* [Exercise] Please copy each line in the records below that contains the string "generate".
——
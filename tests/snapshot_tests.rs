use std::fs;
use std::path::Path;
use std::process::Command;

/// Run a .cs file with the conscript CLI and return (stdout, stderr, exit_code)
fn run_script_file(path: &Path, working_dir: Option<&Path>) -> (String, String, i32) {
    let mut cmd = Command::new(env!("CARGO_BIN_EXE_conscript"));
    cmd.arg("run");
    cmd.arg(path);
    // Snapshot sources stay free of compiled caches.
    cmd.arg("--no-dso");
    cmd.env_remove("CONSCRIPT_LOG");

    if let Some(dir) = working_dir {
        cmd.current_dir(dir);
    }

    let output = cmd.output().expect("failed to execute conscript");

    let stdout = String::from_utf8_lossy(&output.stdout).to_string();
    let stderr = String::from_utf8_lossy(&output.stderr).to_string();
    let exit_code = output.status.code().unwrap_or(-1);

    (stdout, stderr, exit_code)
}

/// Run a single snapshot test (file-based or directory-based)
fn run_snapshot_test(test_path: &Path) {
    let (script_path, working_dir, base_path) = if test_path.is_dir() {
        // Directory-based test: main.cs runs with the directory as cwd so
        // `exec` can reach its neighbours.
        let main_script = test_path.join("main.cs");
        assert!(main_script.exists(), "Directory test {:?} must contain main.cs", test_path);
        (main_script, Some(test_path), test_path.to_path_buf())
    } else {
        (test_path.to_path_buf(), None, test_path.with_extension(""))
    };

    let (actual_stdout, actual_stderr, actual_exitcode) = run_script_file(&script_path, working_dir);

    // Check stdout (exact match)
    let stdout_path = base_path.with_extension("stdout");
    if stdout_path.exists() {
        let expected_stdout = fs::read_to_string(&stdout_path)
            .unwrap_or_else(|e| panic!("Failed to read {:?}: {}", stdout_path, e));
        assert_eq!(
            actual_stdout, expected_stdout,
            "stdout mismatch for {:?}\n--- expected ---\n{}\n--- actual ---\n{}",
            script_path, expected_stdout, actual_stdout
        );
    }

    // Check stderr (partial match - expected must be contained in actual)
    let stderr_path = base_path.with_extension("stderr");
    if stderr_path.exists() {
        let expected_stderr = fs::read_to_string(&stderr_path)
            .unwrap_or_else(|e| panic!("Failed to read {:?}: {}", stderr_path, e));
        assert!(
            actual_stderr.contains(&expected_stderr),
            "stderr mismatch for {:?}\n--- expected (substring) ---\n{}\n--- actual ---\n{}",
            script_path,
            expected_stderr,
            actual_stderr
        );
    }

    // Check exit code (default: 0)
    let exitcode_path = base_path.with_extension("exitcode");
    let expected_exitcode = if exitcode_path.exists() {
        fs::read_to_string(&exitcode_path)
            .unwrap_or_else(|e| panic!("Failed to read {:?}: {}", exitcode_path, e))
            .trim()
            .parse::<i32>()
            .unwrap_or_else(|e| panic!("Invalid exitcode in {:?}: {}", exitcode_path, e))
    } else {
        0
    };

    assert_eq!(
        actual_exitcode, expected_exitcode,
        "exit code mismatch for {:?}: expected {}, got {}\nstderr:\n{}",
        test_path, expected_exitcode, actual_exitcode, actual_stderr
    );
}

/// Discover and run all tests in a directory: `.cs` files, and
/// subdirectories holding a `main.cs`.
fn run_snapshot_dir(dir: &str) {
    let dir_path = Path::new(env!("CARGO_MANIFEST_DIR")).join("tests").join("snapshots").join(dir);

    let mut entries: Vec<_> = fs::read_dir(&dir_path)
        .unwrap_or_else(|e| panic!("Failed to read {:?}: {}", dir_path, e))
        .filter_map(|e| e.ok())
        .map(|e| e.path())
        .filter(|path| {
            path.extension().is_some_and(|ext| ext == "cs") || (path.is_dir() && path.join("main.cs").exists())
        })
        .collect();
    entries.sort();
    assert!(!entries.is_empty(), "no snapshot tests in {:?}", dir_path);

    for path in entries {
        run_snapshot_test(&path);
    }
}

#[test]
fn snapshot_basic() {
    run_snapshot_dir("basic");
}

#[test]
fn snapshot_errors() {
    run_snapshot_dir("errors");
}

#[test]
fn snapshot_modules() {
    run_snapshot_dir("modules");
}
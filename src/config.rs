//! Runtime configuration types.
//!
//! Loaded from a `console.toml`; every field has a default so an empty (or
//! missing) file gives the stock runtime.

use crate::error::ConfigError;
use serde::{Deserialize, Serialize};
use std::fs;
use std::path::Path;
use std::time::Duration;

/// Runtime configuration for the VM
#[derive(Debug, Clone, PartialEq, Serialize, Deserialize)]
#[serde(default)]
pub struct RuntimeConfig {
    /// Write a compiled `.dso` next to each executed script.
    pub write_dso: bool,
    /// Extension appended to a script path to find its compiled cache.
    pub dso_extension: String,
    /// Script call depth at which execution is aborted.
    pub max_call_depth: usize,
    /// Log every executed instruction at `trace` level.
    pub trace_exec: bool,
    pub debugger: DebuggerConfig,
}

impl Default for RuntimeConfig {
    fn default() -> Self {
        Self {
            write_dso: true,
            dso_extension: ".dso".to_string(),
            max_call_depth: 1024,
            trace_exec: false,
            debugger: DebuggerConfig::default(),
        }
    }
}

/// `[debugger]` table
#[derive(Debug, Clone, PartialEq, Serialize, Deserialize)]
#[serde(default)]
pub struct DebuggerConfig {
    pub port: u16,
    pub password: String,
    /// Block the first script execution until a client has authenticated.
    pub wait_for_client: bool,
    /// Sleep between polls of the link while paused at a breakpoint.
    pub poll_interval_ms: u64,
}

impl Default for DebuggerConfig {
    fn default() -> Self {
        Self {
            port: 28040,
            password: String::new(),
            wait_for_client: false,
            poll_interval_ms: 10,
        }
    }
}

impl DebuggerConfig {
    pub fn poll_interval(&self) -> Duration {
        Duration::from_millis(self.poll_interval_ms.max(1))
    }
}

impl RuntimeConfig {
    /// Native stack for the console thread. Script calls run in one loop,
    /// but `eval`, `exec` and `onAdd` callbacks re-enter it per level.
    pub fn console_stack_size(&self) -> usize {
        const PER_LEVEL: usize = 16 * 1024;
        self.max_call_depth.saturating_mul(PER_LEVEL).max(8 << 20)
    }

    /// Load configuration from a TOML file.
    pub fn load(path: &Path) -> Result<Self, ConfigError> {
        let content = fs::read_to_string(path).map_err(|source| ConfigError::Read {
            path: path.to_path_buf(),
            source,
        })?;
        toml::from_str(&content).map_err(|source| ConfigError::Parse {
            path: path.to_path_buf(),
            source,
        })
    }
}

#[cfg(test)]
mod tests {
    use super::*;

    #[test]
    fn test_empty_file_gives_defaults() {
        let config: RuntimeConfig = toml::from_str("").unwrap();
        assert_eq!(config, RuntimeConfig::default());
    }

    #[test]
    fn test_partial_debugger_table() {
        let config: RuntimeConfig = toml::from_str(
            r#"
            write_dso = false
            max_call_depth = 64

            [debugger]
            port = 4000
            password = "secret"
            "#,
        )
        .unwrap();
        assert!(!config.write_dso);
        assert_eq!(config.max_call_depth, 64);
        assert_eq!(config.dso_extension, ".dso");
        assert_eq!(config.debugger.port, 4000);
        assert_eq!(config.debugger.password, "secret");
        assert_eq!(config.debugger.poll_interval_ms, 10);
    }

    #[test]
    fn test_load_reports_path() {
        let dir = tempfile::tempdir().unwrap();
        let path = dir.path().join("console.toml");
        std::fs::write(&path, "max_call_depth = \"deep\"").unwrap();
        let err = RuntimeConfig::load(&path).unwrap_err();
        assert!(matches!(err, ConfigError::Parse { .. }));
        assert!(err.to_string().contains("console.toml"));
    }

    #[test]
    fn test_console_stack_grows_with_call_depth() {
        let config = RuntimeConfig::default();
        assert_eq!(config.console_stack_size(), 16 << 20);
        let shallow = RuntimeConfig {
            max_call_depth: 8,
            ..RuntimeConfig::default()
        };
        assert_eq!(shallow.console_stack_size(), 8 << 20);
    }
}
pub mod ast;
mod codegen;
pub mod dump;
pub mod lexer;
mod parser;
mod stream;
pub mod tables;

pub use codegen::{generate, CompiledUnit, IdentMode};
pub use dump::{disassemble, Disassembly};
pub use lexer::Lexer;
pub use parser::Parser;

use std::fs;
use std::io::BufWriter;
use std::path::{Path, PathBuf};

use tracing::debug;

use crate::error::{CompileError, ConsoleError, SyntaxError};
use crate::vm::bytecode;
use crate::vm::symbols::SymbolTable;
use ast::Ast;

/// Lex and parse `source`. `file` only labels diagnostics.
pub fn parse(file: &str, source: &str) -> Result<Ast, SyntaxError> {
    let tokens = Lexer::new(file, source).scan_tokens()?;
    Parser::new(file, tokens).parse()
}

/// Compile for immediate execution, interning identifiers into `symbols`.
pub fn compile_resolved(file: &str, source: &str, symbols: &mut SymbolTable) -> Result<CompiledUnit, CompileError> {
    let ast = parse(file, source)?;
    generate(file, &ast, IdentMode::Resolved(symbols))
}

/// Compile for a DSO: identifiers stay as string offsets until load.
pub fn compile_deferred(file: &str, source: &str) -> Result<CompiledUnit, CompileError> {
    let ast = parse(file, source)?;
    generate(file, &ast, IdentMode::Deferred)
}

/// `main.cs` with extension `dso` becomes `main.cs.dso`.
pub fn dso_path(script: &Path, ext: &str) -> PathBuf {
    let mut name = script.as_os_str().to_owned();
    name.push(".");
    name.push(ext.trim_start_matches('.'));
    PathBuf::from(name)
}

/// True when `dso` exists and is no older than `source`. A DSO whose source
/// is gone still counts.
pub fn dso_is_current(source: &Path, dso: &Path) -> bool {
    let Ok(dso_meta) = fs::metadata(dso) else {
        return false;
    };
    let Ok(source_meta) = fs::metadata(source) else {
        return true;
    };
    match (dso_meta.modified(), source_meta.modified()) {
        (Ok(dso_time), Ok(source_time)) => dso_time >= source_time,
        _ => false,
    }
}

/// Compile `source` and write the result to `dso`.
pub fn compile_file(source: &Path, dso: &Path) -> Result<CompiledUnit, ConsoleError> {
    let io_err = |path: &Path| {
        let path = path.to_path_buf();
        move |source: std::io::Error| ConsoleError::Io { path, source }
    };
    let text = fs::read_to_string(source).map_err(io_err(source))?;
    let unit = compile_deferred(&source.to_string_lossy(), &text)?;
    let file = fs::File::create(dso).map_err(io_err(dso))?;
    let mut writer = BufWriter::new(file);
    bytecode::write_dso(&mut writer, &unit).map_err(io_err(dso))?;
    std::io::Write::flush(&mut writer).map_err(io_err(dso))?;
    debug!(source = %source.display(), dso = %dso.display(), words = unit.code.len(), "compiled");
    Ok(unit)
}
//! Line information for mapping bytecode back to source lines.

/// One breakable statement start.
///
/// `packed` holds `line << 8 | opcode`, where the low byte is the opcode
/// that originally lived at `ip`. Setting a breakpoint overwrites the code
/// word with `BREAK`; the low byte is what gets executed in its place.
#[derive(Debug, Clone, Copy, PartialEq, Eq)]
pub struct LineBreakPair {
    pub packed: u32,
    pub ip: u32,
}

impl LineBreakPair {
    pub fn new(line: u32, opcode: u8, ip: u32) -> Self {
        Self {
            packed: (line << 8) | opcode as u32,
            ip,
        }
    }

    pub fn line(&self) -> u32 {
        self.packed >> 8
    }

    pub fn opcode_byte(&self) -> u8 {
        (self.packed & 0xFF) as u8
    }

    pub fn set_opcode_byte(&mut self, opcode: u8) {
        self.packed = (self.packed & !0xFF) | opcode as u32;
    }
}

/// Find the pair covering `ip`: the one with the largest ip not past it.
/// Returns the source line and the saved opcode byte.
pub fn find_break_line(pairs: &[LineBreakPair], ip: u32) -> Option<(u32, u8)> {
    let mut best: Option<&LineBreakPair> = None;
    for pair in pairs {
        if pair.ip <= ip {
            match best {
                Some(b) if pair.ip < b.ip => {}
                _ => best = Some(pair),
            }
        }
    }
    best.map(|p| (p.line(), p.opcode_byte()))
}

/// Smallest breakable line at or after `line`, or 0 when there is none.
pub fn find_first_break_line(pairs: &[LineBreakPair], line: u32) -> u32 {
    pairs
        .iter()
        .map(LineBreakPair::line)
        .filter(|&l| l >= line)
        .min()
        .unwrap_or(0)
}

/// Encode the breakable lines as alternating (skip, run) counts.
///
/// Starting at line 0, skip `skip` lines, then `run` consecutive lines are
/// breakable, and so on.
pub fn calc_break_list(pairs: &[LineBreakPair]) -> Vec<u32> {
    let mut lines: Vec<u32> = pairs.iter().map(LineBreakPair::line).collect();
    lines.sort_unstable();
    lines.dedup();

    let mut list = Vec::new();
    let mut last: Option<u32> = None;
    let mut run = 0u32;
    for line in lines {
        match last {
            Some(prev) if line == prev + 1 => run += 1,
            _ => {
                if run > 0 {
                    list.push(run);
                }
                let skip = match last {
                    Some(prev) => line - prev - 1,
                    None => line.saturating_sub(1),
                };
                list.push(skip);
                run = 1;
            }
        }
        last = Some(line);
    }
    if run > 0 {
        list.push(run);
    }
    list
}

#[cfg(test)]
mod tests {
    use super::*;

    fn pairs(lines: &[(u32, u32)]) -> Vec<LineBreakPair> {
        lines
            .iter()
            .map(|&(line, ip)| LineBreakPair::new(line, 62, ip))
            .collect()
    }

    #[test]
    fn test_packing() {
        let mut p = LineBreakPair::new(12, 5, 40);
        assert_eq!(p.line(), 12);
        assert_eq!(p.opcode_byte(), 5);
        p.set_opcode_byte(65);
        assert_eq!(p.line(), 12);
        assert_eq!(p.opcode_byte(), 65);
    }

    #[test]
    fn test_find_break_line_takes_nearest_preceding() {
        let p = pairs(&[(1, 0), (2, 4), (5, 9)]);
        assert_eq!(find_break_line(&p, 0), Some((1, 62)));
        assert_eq!(find_break_line(&p, 6), Some((2, 62)));
        assert_eq!(find_break_line(&p, 100), Some((5, 62)));
        assert_eq!(find_break_line(&[], 3), None);
    }

    #[test]
    fn test_find_first_break_line_snaps_forward() {
        let p = pairs(&[(3, 0), (4, 2), (9, 6)]);
        assert_eq!(find_first_break_line(&p, 1), 3);
        assert_eq!(find_first_break_line(&p, 4), 4);
        assert_eq!(find_first_break_line(&p, 5), 9);
        assert_eq!(find_first_break_line(&p, 10), 0);
    }

    #[test]
    fn test_break_list_runs() {
        let p = pairs(&[(3, 0), (4, 2), (4, 3), (5, 4), (9, 8)]);
        assert_eq!(calc_break_list(&p), vec![2, 3, 3, 1]);
        assert!(calc_break_list(&[]).is_empty());
    }

    #[test]
    fn test_break_list_out_of_order_lines() {
        // A function's closing line is recorded after its body.
        let p = pairs(&[(1, 0), (3, 8), (2, 6)]);
        assert_eq!(calc_break_list(&p), vec![0, 3]);
    }
}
——
* [Response to the task]
pub use codegen::{generate, CompiledUnit, IdentMode};
    generate(file, &ast, IdentMode::Resolved(symbols))
    generate(file, &ast, IdentMode::Deferred)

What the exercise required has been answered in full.